WHAT NEEDS TO BE DONE:
Look for the word "pool" in the data below, and copy every line that holds it.

START EXERCISE MATERIALS

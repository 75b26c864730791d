//! Blob storage abstraction for ClassVault.
//!
//! Encrypted bytes are addressed by opaque storage keys in a flat keyspace.
//! The store never sees plaintext or metadata; everything above the key is
//! the vault crate's concern.
//!
//! # Design Principles
//! - Backend isolation: no backend-specific logic in vault or crypto modules
//! - Async operations: all I/O is async
//! - Unified error semantics: consistent error types across backends

pub mod local;
pub mod memory;
pub mod store;

pub use local::LocalStore;
pub use memory::MemoryStore;
pub use store::BlobStore;
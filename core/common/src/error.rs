//! Common error types for ClassVault.

use thiserror::Error;

/// Top-level error type for ClassVault operations.
#[derive(Debug, Error)]
pub enum Error {
    /// Authorization failure. Reported to the caller, never fatal.
    #[error("Access denied: {0}")]
    AccessDenied(String),

    /// No such object, or no such blob in the underlying store.
    #[error("Not found: {0}")]
    NotFound(String),

    /// Hash or decryption mismatch. Distinct from absence because it may
    /// indicate tampering.
    #[error("Integrity check failed: {0}")]
    Integrity(String),

    /// I/O failure reading or writing the blob or metadata store.
    #[error("Storage error: {0}")]
    Storage(String),

    /// Missing or invalid master secret or salt at startup. Fatal.
    #[error("Configuration error: {0}")]
    Config(String),

    /// Cryptographic operation failed.
    #[error("Cryptographic error: {0}")]
    Crypto(String),

    /// Invalid input provided.
    #[error("Invalid input: {0}")]
    InvalidInput(String),

    /// Serialization or deserialization failed.
    #[error("Serialization error: {0}")]
    Serialization(String),

    /// I/O operation failed.
    #[error("I/O error: {0}")]
    Io(#[from] std::io::Error),
}

/// Result type alias using the common Error.
pub type Result<T> = std::result::Result<T, Error>;
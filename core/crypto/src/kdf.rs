//! Key derivation for the shared pool and per-principal vaults.
//!
//! The master key comes from scrypt over the long-term secret and a fixed
//! salt. It is slow by design and computed exactly once, when the subsystem
//! starts. Vault keys are then stretched per principal with
//! PBKDF2-HMAC-SHA512, so compromising one principal's vault key reveals
//! nothing about another's, and the vault key space is disjoint from the
//! shared key space.

use pbkdf2::pbkdf2_hmac;
use scrypt::Params;
use sha2::Sha512;

use crate::keys::{MasterKey, Salt, ScopedKey, KEY_LENGTH};
use classvault_common::{Error, PrincipalId, Result, Scope};

/// scrypt cost parameter, log2(N). N = 16384.
const SCRYPT_LOG_N: u8 = 14;
/// scrypt block size.
const SCRYPT_R: u32 = 8;
/// scrypt parallelism.
const SCRYPT_P: u32 = 1;

/// PBKDF2 iteration count for vault key stretching.
const VAULT_KEY_ROUNDS: u32 = 100_000;

/// Derives and caches the symmetric keys for every encryption scope.
///
/// Constructed once at process start from injected configuration; never a
/// hidden global. Scoped derivation is a pure function of the cached master
/// key and the principal identifier.
pub struct KeyDerivation {
    master: MasterKey,
}

impl KeyDerivation {
    /// Derive the master key from the long-term secret and fixed salt.
    ///
    /// # Errors
    /// - `Error::Config` if the secret is empty or the scrypt parameters are
    ///   rejected. Both are fatal at startup.
    pub fn new(secret: &[u8], salt: &Salt) -> Result<Self> {
        if secret.is_empty() {
            return Err(Error::Config("Master secret cannot be empty".to_string()));
        }

        let params = Params::new(SCRYPT_LOG_N, SCRYPT_R, SCRYPT_P, KEY_LENGTH)
            .map_err(|e| Error::Config(format!("Invalid scrypt parameters: {}", e)))?;

        let mut key_bytes = [0u8; KEY_LENGTH];
        scrypt::scrypt(secret, salt.as_bytes(), &params, &mut key_bytes)
            .map_err(|e| Error::Crypto(format!("Master key derivation failed: {}", e)))?;

        Ok(Self {
            master: MasterKey::from_bytes(key_bytes),
        })
    }

    /// Derive the encryption key for a scope.
    ///
    /// Shared-scope objects all use the master key directly; the IV is the
    /// only per-file diversifier, an accepted simplification. Vault-scope
    /// objects get a key unique to the owning principal.
    pub fn scoped_key(&self, scope: Scope, principal: &PrincipalId) -> ScopedKey {
        match scope {
            Scope::Shared => ScopedKey::from_bytes(*self.master.as_bytes()),
            Scope::Vault => self.vault_key(principal),
        }
    }

    /// PBKDF2-HMAC-SHA512 over the hex-encoded master key, salted with the
    /// principal identifier.
    fn vault_key(&self, principal: &PrincipalId) -> ScopedKey {
        let password = hex::encode(self.master.as_bytes());
        let mut key_bytes = [0u8; KEY_LENGTH];
        pbkdf2_hmac::<Sha512>(
            password.as_bytes(),
            principal.as_str().as_bytes(),
            VAULT_KEY_ROUNDS,
            &mut key_bytes,
        );
        ScopedKey::from_bytes(key_bytes)
    }
}

impl std::fmt::Debug for KeyDerivation {
    fn fmt(&self, f: &mut std::fmt::Formatter<'_>) -> std::fmt::Result {
        write!(f, "KeyDerivation([REDACTED])")
    }
}

#[cfg(test)]
mod tests {
    use super::*;

    fn test_salt() -> Salt {
        Salt::new(b"classvault-test-salt".to_vec()).unwrap()
    }

    #[test]
    fn test_master_key_deterministic() {
        let kd1 = KeyDerivation::new(b"long-term-secret", &test_salt()).unwrap();
        let kd2 = KeyDerivation::new(b"long-term-secret", &test_salt()).unwrap();

        let p = PrincipalId::new("user-1").unwrap();
        assert_eq!(
            kd1.scoped_key(Scope::Shared, &p).as_bytes(),
            kd2.scoped_key(Scope::Shared, &p).as_bytes()
        );
        assert_eq!(
            kd1.scoped_key(Scope::Vault, &p).as_bytes(),
            kd2.scoped_key(Scope::Vault, &p).as_bytes()
        );
    }

    #[test]
    fn test_empty_secret_is_config_error() {
        let result = KeyDerivation::new(b"", &test_salt());
        assert!(matches!(result, Err(Error::Config(_))));
    }

    #[test]
    fn test_vault_keys_isolated_per_principal() {
        let kd = KeyDerivation::new(b"long-term-secret", &test_salt()).unwrap();
        let a = PrincipalId::new("principal-a").unwrap();
        let b = PrincipalId::new("principal-b").unwrap();

        assert_ne!(
            kd.scoped_key(Scope::Vault, &a).as_bytes(),
            kd.scoped_key(Scope::Vault, &b).as_bytes()
        );
    }

    #[test]
    fn test_shared_and_vault_key_spaces_disjoint() {
        let kd = KeyDerivation::new(b"long-term-secret", &test_salt()).unwrap();
        let p = PrincipalId::new("user-1").unwrap();

        assert_ne!(
            kd.scoped_key(Scope::Shared, &p).as_bytes(),
            kd.scoped_key(Scope::Vault, &p).as_bytes()
        );
    }

    #[test]
    fn test_different_salt_different_master() {
        let salt_a = Salt::new(b"salt-a".to_vec()).unwrap();
        let salt_b = Salt::new(b"salt-b".to_vec()).unwrap();
        let p = PrincipalId::new("user-1").unwrap();

        let kd_a = KeyDerivation::new(b"secret", &salt_a).unwrap();
        let kd_b = KeyDerivation::new(b"secret", &salt_b).unwrap();

        assert_ne!(
            kd_a.scoped_key(Scope::Shared, &p).as_bytes(),
            kd_b.scoped_key(Scope::Shared, &p).as_bytes()
        );
    }
}
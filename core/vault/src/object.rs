//! Persisted object metadata.

use chrono::{DateTime, Utc};
use serde::{Deserialize, Serialize};

use classvault_audit::AuditAction;
use classvault_common::{ObjectId, PrincipalId, Role, Scope, StorageKey};

/// Category tag for personal-vault items.
#[derive(Debug, Clone, Copy, Default, PartialEq, Eq, Serialize, Deserialize)]
#[serde(rename_all = "lowercase")]
pub enum Category {
    Credentials,
    Research,
    Academic,
    Exam,
    #[default]
    Other,
}

/// Vault-scope extension of a stored object.
///
/// `last_accessed` is the only mutable field on an object; it is bumped on
/// each successful read.
#[derive(Debug, Clone, Serialize, Deserialize)]
pub struct VaultMetadata {
    pub category: Category,
    #[serde(skip_serializing_if = "Option::is_none")]
    pub description: Option<String>,
    pub tags: Vec<String>,
    pub last_accessed: DateTime<Utc>,
}

/// Caller-supplied details for a vault-scope upload.
#[derive(Debug, Clone, Default)]
pub struct VaultItemDetails {
    pub category: Category,
    pub description: Option<String>,
    pub tags: Vec<String>,
}

/// One entry in a stored object's access history. Never removed or edited.
#[derive(Debug, Clone, Serialize, Deserialize)]
pub struct AccessLogEntry {
    pub principal: PrincipalId,
    pub action: AuditAction,
    pub timestamp: DateTime<Utc>,
    pub origin: String,
}

/// Metadata record for one encrypted blob.
///
/// `iv` and `hash` are set exactly once at creation and never mutated; the
/// encrypted bytes under `storage_key` are immutable after write. An update
/// creates a new object rather than mutating one in place.
#[derive(Debug, Clone, Serialize, Deserialize)]
pub struct StoredObject {
    pub id: ObjectId,
    pub storage_key: StorageKey,
    pub original_name: String,
    pub size: u64,
    pub content_type: String,
    pub owner: PrincipalId,
    /// Display name of the owner at upload time, for listings.
    pub owner_name: String,
    /// Role of the owner at upload time. Principals are immutable, so this
    /// stands in for the source system's live teacher-table lookup when
    /// deciding shared-scope visibility.
    pub owner_role: Role,
    pub created_at: DateTime<Utc>,
    /// Hex-encoded initialization vector.
    pub iv: String,
    /// Hex-encoded SHA-256 digest of the plaintext.
    pub hash: String,
    pub scope: Scope,
    #[serde(skip_serializing_if = "Option::is_none")]
    pub vault: Option<VaultMetadata>,
    pub access_log: Vec<AccessLogEntry>,
}

impl StoredObject {
    /// Listing view of this object: everything a caller needs to address and
    /// display it, without the access history.
    pub fn to_ref(&self) -> StoredObjectRef {
        StoredObjectRef {
            id: self.id.clone(),
            storage_key: self.storage_key.clone(),
            original_name: self.original_name.clone(),
            size: self.size,
            content_type: self.content_type.clone(),
            uploader: self.owner_name.clone(),
            created_at: self.created_at,
            scope: self.scope,
            vault: self.vault.clone(),
        }
    }
}

/// Reference to a stored object, as returned from `store` and `list_for`.
#[derive(Debug, Clone, Serialize, Deserialize)]
pub struct StoredObjectRef {
    pub id: ObjectId,
    pub storage_key: StorageKey,
    pub original_name: String,
    pub size: u64,
    pub content_type: String,
    pub uploader: String,
    pub created_at: DateTime<Utc>,
    pub scope: Scope,
    #[serde(skip_serializing_if = "Option::is_none")]
    pub vault: Option<VaultMetadata>,
}
//! Vault engine for ClassVault.
//!
//! This crate composes key derivation, encryption, integrity checking,
//! access control and the two logging paths into the user-facing flows:
//! shared-file storage (teacher/student pool) and personal-vault storage.
//!
//! # Architecture
//! The [`VaultStore`] orchestrator sits between the (excluded) web layer and
//! the blob store, handling all encryption and decryption transparently and
//! writing to the audit trail and security log as the last steps of every
//! operation.

pub mod access;
pub mod catalog;
pub mod config;
pub mod object;
pub mod store;

pub use catalog::Catalog;
pub use config::{VaultConfig, CATALOG_FILENAME};
pub use object::{
    AccessLogEntry, Category, StoredObject, StoredObjectRef, VaultItemDetails, VaultMetadata,
};
pub use store::{RequestContext, RetrievedObject, VaultStore};
//! Vault configuration.
//!
//! The source system derived its encryption key from a hardcoded
//! password/salt pair held in a module-level constant. Here the secret is an
//! explicit configuration value constructed at process start and passed into
//! [`crate::store::VaultStore::open`]; nothing reads it from a global.

use classvault_common::{Error, Result, SensitiveBytes};
use classvault_crypto::Salt;

/// Reserved storage key for the persisted object catalog snapshot.
pub const CATALOG_FILENAME: &str = "catalog.json";

/// Startup configuration for the vault subsystem.
///
/// Validated eagerly: an empty secret or salt is a fatal configuration error
/// and prevents the subsystem from initializing.
#[derive(Debug)]
pub struct VaultConfig {
    master_secret: SensitiveBytes,
    kdf_salt: Salt,
}

impl VaultConfig {
    /// Create a configuration from the long-term secret and KDF salt.
    ///
    /// # Errors
    /// - `Error::Config` if either value is empty
    pub fn new(master_secret: impl Into<Vec<u8>>, kdf_salt: impl Into<Vec<u8>>) -> Result<Self> {
        let secret = master_secret.into();
        if secret.is_empty() {
            return Err(Error::Config("Master secret cannot be empty".to_string()));
        }
        let kdf_salt = Salt::new(kdf_salt.into())?;

        Ok(Self {
            master_secret: SensitiveBytes::new(secret),
            kdf_salt,
        })
    }

    /// The long-term master secret.
    pub fn master_secret(&self) -> &[u8] {
        self.master_secret.as_bytes()
    }

    /// The fixed salt for master key derivation.
    pub fn kdf_salt(&self) -> &Salt {
        &self.kdf_salt
    }
}
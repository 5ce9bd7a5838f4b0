use std::time::Duration;

use chrono::{DateTime, Utc};

use crate::error::{MajorError, Result};
use crate::major_number::MajorNumber;

/// One presented number and how long the recall took
#[derive(Debug, Clone, Copy, PartialEq, Eq)]
pub struct NumberPerformance {
    number: MajorNumber,
    presented_at: DateTime<Utc>,
    responded_at: DateTime<Utc>,
    response_time: Duration,
}

impl NumberPerformance {
    pub fn new(
        number: MajorNumber,
        presented_at: DateTime<Utc>,
        responded_at: DateTime<Utc>,
    ) -> Result<Self> {
        let response_time = (responded_at - presented_at).to_std().map_err(|_| {
            MajorError::InvalidArgument(
                "response time cannot be before presentation time".to_string(),
            )
        })?;

        Ok(Self {
            number,
            presented_at,
            responded_at,
            response_time,
        })
    }

    pub fn number(&self) -> MajorNumber {
        self.number
    }

    pub fn presented_at(&self) -> DateTime<Utc> {
        self.presented_at
    }

    pub fn responded_at(&self) -> DateTime<Utc> {
        self.responded_at
    }

    pub fn response_time(&self) -> Duration {
        self.response_time
    }

    pub fn response_ms(&self) -> f64 {
        crate::util::as_millis_f64(self.response_time)
    }
}
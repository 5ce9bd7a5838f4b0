use ratatui::{
    layout::{Constraint, Direction, Layout},
    style::Color,
    text::{Line, Span},
    widgets::{Paragraph, Wrap},
    Frame,
};

use mnemo::mnemonic::{reference_lines, EXAMPLES, TIPS};

use super::{bold_style, dim_style, italic_style, title_block, HORIZONTAL_MARGIN, VERTICAL_MARGIN};
use crate::App;

/// Sound table, worked examples and tips
pub fn help_lines() -> Vec<Line<'static>> {
    let mut lines = vec![Line::from(Span::styled(
        "Each digit stands for a consonant sound:",
        bold_style(),
    ))];
    lines.extend(reference_lines().into_iter().map(Line::from));

    lines.push(Line::from(""));
    lines.push(Line::from(Span::styled("Examples", bold_style())));
    for (number, sounds, words) in EXAMPLES {
        lines.push(Line::from(vec![
            Span::styled(format!("{number:>4}"), bold_style().fg(Color::Cyan)),
            Span::raw(format!(" → {sounds} → ")),
            Span::styled(words, italic_style()),
        ]));
    }

    lines.push(Line::from(""));
    lines.push(Line::from(Span::styled("Tips", bold_style())));
    lines.extend(TIPS.iter().map(|tip| Line::from(format!("  - {tip}"))));
    lines
}

pub fn render_help(_app: &App, f: &mut Frame) {
    let chunks = Layout::default()
        .direction(Direction::Vertical)
        .horizontal_margin(HORIZONTAL_MARGIN)
        .vertical_margin(VERTICAL_MARGIN)
        .constraints([Constraint::Min(1), Constraint::Length(1)])
        .split(f.area());

    let help = Paragraph::new(help_lines())
        .block(title_block("The Major System"))
        .wrap(Wrap { trim: false });
    f.render_widget(help, chunks[0]);

    let legend = Paragraph::new(Span::styled("(b/esc) back", dim_style()));
    f.render_widget(legend, chunks[1]);
}
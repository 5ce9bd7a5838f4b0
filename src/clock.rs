use std::sync::{Arc, Mutex};
use std::time::Duration;

use chrono::{DateTime, Utc};

/// Source of "now" for sessions and games
pub trait Clock {
    fn now(&self) -> DateTime<Utc>;
}

/// Wall clock
#[derive(Debug, Clone, Copy, Default)]
pub struct SystemClock;

impl Clock for SystemClock {
    fn now(&self) -> DateTime<Utc> {
        Utc::now()
    }
}

/// Clock that only moves when told to. Clones share the same time.
#[derive(Debug, Clone)]
pub struct ManualClock {
    now: Arc<Mutex<DateTime<Utc>>>,
}

impl ManualClock {
    pub fn new(start: DateTime<Utc>) -> Self {
        Self {
            now: Arc::new(Mutex::new(start)),
        }
    }

    pub fn advance(&self, by: Duration) {
        let mut now = self.now.lock().unwrap_or_else(|e| e.into_inner());
        *now += chrono::Duration::from_std(by).unwrap_or(chrono::Duration::zero());
    }

    pub fn set(&self, to: DateTime<Utc>) {
        *self.now.lock().unwrap_or_else(|e| e.into_inner()) = to;
    }
}

impl Default for ManualClock {
    fn default() -> Self {
        Self::new(DateTime::<Utc>::UNIX_EPOCH)
    }
}

impl Clock for ManualClock {
    fn now(&self) -> DateTime<Utc> {
        *self.now.lock().unwrap_or_else(|e| e.into_inner())
    }
}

END EXERCISE MATERIALS

SOLVED PROBLEM:
//! Key derivation for the shared pool and per-principal vaults.
//! shared-file storage (teacher/student pool) and personal-vault storage.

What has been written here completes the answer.